**Records for processing**
//! Orchestrator phase tracking and interrupt handling.
//!
//! The orchestrator only moves forward:
//! `NotStarted → ServerStarting → ServerReady → PipelinesStarting → Running`,
//! and enters `Stopping` once an interrupt arrives.
//!
//! `SHUTDOWN` is process-global (set by the signal handler) so that blocking
//! threads such as the HTTP request loop can answer 503 while cleanup runs.

use std::fmt;
use std::sync::atomic::{AtomicBool, AtomicU8, Ordering};
use std::sync::{Arc, OnceLock};

use tokio::sync::mpsc::UnboundedSender;

/// Shutdown has been requested (Ctrl+C, SIGTERM or SIGHUP received)
static SHUTDOWN: AtomicBool = AtomicBool::new(false);

/// Shutdown signal sender for the orchestrator
static SHUTDOWN_TX: OnceLock<UnboundedSender<()>> = OnceLock::new();

// =============================================================================
// Phase
// =============================================================================

/// Orchestrator lifecycle phase.
#[derive(Debug, Clone, Copy, PartialEq, Eq, PartialOrd, Ord)]
#[repr(u8)]
pub enum Phase {
    NotStarted = 0,
    ServerStarting = 1,
    ServerReady = 2,
    PipelinesStarting = 3,
    Running = 4,
    Stopping = 5,
}

impl Phase {
    const fn from_u8(value: u8) -> Self {
        match value {
            0 => Self::NotStarted,
            1 => Self::ServerStarting,
            2 => Self::ServerReady,
            3 => Self::PipelinesStarting,
            4 => Self::Running,
            _ => Self::Stopping,
        }
    }

    pub const fn label(self) -> &'static str {
        match self {
            Self::NotStarted => "not-started",
            Self::ServerStarting => "server-starting",
            Self::ServerReady => "server-ready",
            Self::PipelinesStarting => "pipelines-starting",
            Self::Running => "running",
            Self::Stopping => "stopping",
        }
    }
}

impl fmt::Display for Phase {
    fn fmt(&self, f: &mut fmt::Formatter<'_>) -> fmt::Result {
        f.write_str(self.label())
    }
}

/// Shared, forward-only phase cell.
///
/// Cloning shares the underlying state, so observers (tests, the HTTP
/// thread) see transitions made by the orchestrator.
#[derive(Debug, Clone, Default)]
pub struct PhaseCell(Arc<AtomicU8>);

impl PhaseCell {
    pub fn new() -> Self {
        Self::default()
    }

    pub fn get(&self) -> Phase {
        Phase::from_u8(self.0.load(Ordering::SeqCst))
    }

    /// Advance to `next`. Returns `false` (and leaves the phase unchanged)
    /// when `next` is not later than the current phase.
    pub fn advance(&self, next: Phase) -> bool {
        let next = next as u8;
        self.0
            .fetch_update(Ordering::SeqCst, Ordering::SeqCst, |current| {
                (next > current).then_some(next)
            })
            .is_ok()
    }
}

// =============================================================================
// SHUTDOWN state
// =============================================================================

/// What to do about one interrupt or termination signal.
#[derive(Debug, Clone, Copy, PartialEq, Eq)]
pub enum SignalAction {
    /// The orchestrator was told to tear down
    Notified,
    /// Nothing to clean up, or cleanup already running
    Exit(i32),
}

/// Record a signal in `flag` and forward it to the orchestrator.
pub fn on_signal(flag: &AtomicBool, tx: Option<&UnboundedSender<()>>) -> SignalAction {
    if flag.swap(true, Ordering::SeqCst) {
        return SignalAction::Exit(130);
    }

    match tx {
        Some(tx) if tx.send(()).is_ok() => SignalAction::Notified,
        _ => SignalAction::Exit(0),
    }
}

/// Setup the global signal handler. Call once at program start.
///
/// Ctrl+C, SIGTERM and SIGHUP are handled alike. Host and build processes
/// run in their own process groups and never see these signals, so they
/// are only cleaned up through this path.
///
/// - Before `register_shutdown()`: exit immediately, nothing to clean up
/// - After `register_shutdown()`: notify the orchestrator, which terminates
///   the host process and watch processes
/// - Second signal while cleanup runs: exit immediately
pub fn setup_shutdown_handler() -> anyhow::Result<()> {
    ctrlc::set_handler(|| match on_signal(&SHUTDOWN, SHUTDOWN_TX.get()) {
        SignalAction::Notified => crate::log!("serve"; "shutting down..."),
        SignalAction::Exit(code) => std::process::exit(code),
    })
    .map_err(|e| anyhow::anyhow!("failed to set signal handler: {}", e))
}

/// Register the orchestrator's shutdown channel.
///
/// Call before the orchestrator starts anything it would need to clean up.
pub fn register_shutdown(tx: UnboundedSender<()>) {
    let _ = SHUTDOWN_TX.set(tx);
}

/// Check if shutdown has been requested
pub fn is_shutdown() -> bool {
    SHUTDOWN.load(Ordering::Relaxed)
}

// =============================================================================
// Tests
// =============================================================================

**Exercise requirements**
Start to finish, transcribe the listing above exactly.

**Exercise answer**
//! Orchestrator phase tracking and interrupt handling.
//!
//! The orchestrator only moves forward:
//! `NotStarted → ServerStarting → ServerReady → PipelinesStarting → Running`,
//! and enters `Stopping` once an interrupt arrives.
//!
//! `SHUTDOWN` is process-global (set by the signal handler) so that blocking
//! threads such as the HTTP request loop can answer 503 while cleanup runs.

use std::fmt;
use std::sync::atomic::{AtomicBool, AtomicU8, Ordering};
use std::sync::{Arc, OnceLock};

use tokio::sync::mpsc::UnboundedSender;

/// Shutdown has been requested (Ctrl+C, SIGTERM or SIGHUP received)
static SHUTDOWN: AtomicBool = AtomicBool::new(false);

/// Shutdown signal sender for the orchestrator
static SHUTDOWN_TX: OnceLock<UnboundedSender<()>> = OnceLock::new();

// =============================================================================
// Phase
// =============================================================================

/// Orchestrator lifecycle phase.
#[derive(Debug, Clone, Copy, PartialEq, Eq, PartialOrd, Ord)]
#[repr(u8)]
pub enum Phase {
    NotStarted = 0,
    ServerStarting = 1,
    ServerReady = 2,
    PipelinesStarting = 3,
    Running = 4,
    Stopping = 5,
}

impl Phase {
    const fn from_u8(value: u8) -> Self {
        match value {
            0 => Self::NotStarted,
            1 => Self::ServerStarting,
            2 => Self::ServerReady,
            3 => Self::PipelinesStarting,
            4 => Self::Running,
            _ => Self::Stopping,
        }
    }

    pub const fn label(self) -> &'static str {
        match self {
            Self::NotStarted => "not-started",
            Self::ServerStarting => "server-starting",
            Self::ServerReady => "server-ready",
            Self::PipelinesStarting => "pipelines-starting",
            Self::Running => "running",
            Self::Stopping => "stopping",
        }
    }
}

impl fmt::Display for Phase {
    fn fmt(&self, f: &mut fmt::Formatter<'_>) -> fmt::Result {
        f.write_str(self.label())
    }
}

/// Shared, forward-only phase cell.
///
/// Cloning shares the underlying state, so observers (tests, the HTTP
/// thread) see transitions made by the orchestrator.
#[derive(Debug, Clone, Default)]
pub struct PhaseCell(Arc<AtomicU8>);

impl PhaseCell {
    pub fn new() -> Self {
        Self::default()
    }

    pub fn get(&self) -> Phase {
        Phase::from_u8(self.0.load(Ordering::SeqCst))
    }

    /// Advance to `next`. Returns `false` (and leaves the phase unchanged)
    /// when `next` is not later than the current phase.
    pub fn advance(&self, next: Phase) -> bool {
        let next = next as u8;
        self.0
            .fetch_update(Ordering::SeqCst, Ordering::SeqCst, |current| {
                (next > current).then_some(next)
            })
            .is_ok()
    }
}

// =============================================================================
// SHUTDOWN state
// =============================================================================

/// What to do about one interrupt or termination signal.
#[derive(Debug, Clone, Copy, PartialEq, Eq)]
pub enum SignalAction {
    /// The orchestrator was told to tear down
    Notified,
    /// Nothing to clean up, or cleanup already running
    Exit(i32),
}

/// Record a signal in `flag` and forward it to the orchestrator.
pub fn on_signal(flag: &AtomicBool, tx: Option<&UnboundedSender<()>>) -> SignalAction {
    if flag.swap(true, Ordering::SeqCst) {
        return SignalAction::Exit(130);
    }

    match tx {
        Some(tx) if tx.send(()).is_ok() => SignalAction::Notified,
        _ => SignalAction::Exit(0),
    }
}

/// Setup the global signal handler. Call once at program start.
///
/// Ctrl+C, SIGTERM and SIGHUP are handled alike. Host and build processes
/// run in their own process groups and never see these signals, so they
/// are only cleaned up through this path.
///
/// - Before `register_shutdown()`: exit immediately, nothing to clean up
/// - After `register_shutdown()`: notify the orchestrator, which terminates
///   the host process and watch processes
/// - Second signal while cleanup runs: exit immediately
pub fn setup_shutdown_handler() -> anyhow::Result<()> {
    ctrlc::set_handler(|| match on_signal(&SHUTDOWN, SHUTDOWN_TX.get()) {
        SignalAction::Notified => crate::log!("serve"; "shutting down..."),
        SignalAction::Exit(code) => std::process::exit(code),
    })
    .map_err(|e| anyhow::anyhow!("failed to set signal handler: {}", e))
}

/// Register the orchestrator's shutdown channel.
///
/// Call before the orchestrator starts anything it would need to clean up.
pub fn register_shutdown(tx: UnboundedSender<()>) {
    let _ = SHUTDOWN_TX.set(tx);
}

/// Check if shutdown has been requested
pub fn is_shutdown() -> bool {
    SHUTDOWN.load(Ordering::Relaxed)
}

// =============================================================================
// Tests
// =============================================================================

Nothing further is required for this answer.